— What this task involves —
Output the data word for word. Begin at its first line and end at the line with "Host haptic capability".

[Collection entries]
--- START ---

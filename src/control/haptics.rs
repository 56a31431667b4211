//! Haptic feedback backends
//!
//! Vibration is a side effect of accepted interactions. Backends cannot fail
//! the command path, so the trait has no error type: a backend that cannot
//! vibrate logs and carries on.

use log::{debug, info};
use std::time::Duration;

/// Host haptic capability
pub trait Haptics {
    /// Start a vibration pulse of `duration`. Must not block.
    fn vibrate(&self, duration: Duration);
}

/// Haptics for hosts without a vibration motor
#[derive(Clone, Copy, Debug, Default)]
pub struct NoHaptics;

impl Haptics for NoHaptics {
    fn vibrate(&self, duration: Duration) {
        debug!("No haptics available, skipping {}ms pulse", duration.as_millis());
    }
}

/// Haptics backend that logs pulses instead of vibrating
#[derive(Clone, Copy, Debug, Default)]
pub struct LogHaptics;

impl Haptics for LogHaptics {
    fn vibrate(&self, duration: Duration) {
        info!("[HAPTICS] Vibrate {}ms", duration.as_millis());
    }
}

impl<T: Haptics + ?Sized> Haptics for &T {
    fn vibrate(&self, duration: Duration) {
        (**self).vibrate(duration)
    }
}

impl<T: Haptics + ?Sized> Haptics for std::sync::Arc<T> {
    fn vibrate(&self, duration: Duration) {
        (**self).vibrate(duration)
    }
}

--- END ---

— Exercise response —
filename src/control/haptics.rs
repository 56a31431667b4211
//! Haptic feedback backends
//!
//! Vibration is a side effect of accepted interactions. Backends cannot fail
//! the command path, so the trait has no error type: a backend that cannot
//! vibrate logs and carries on.

use log::{debug, info};
use std::time::Duration;

/// Host haptic capability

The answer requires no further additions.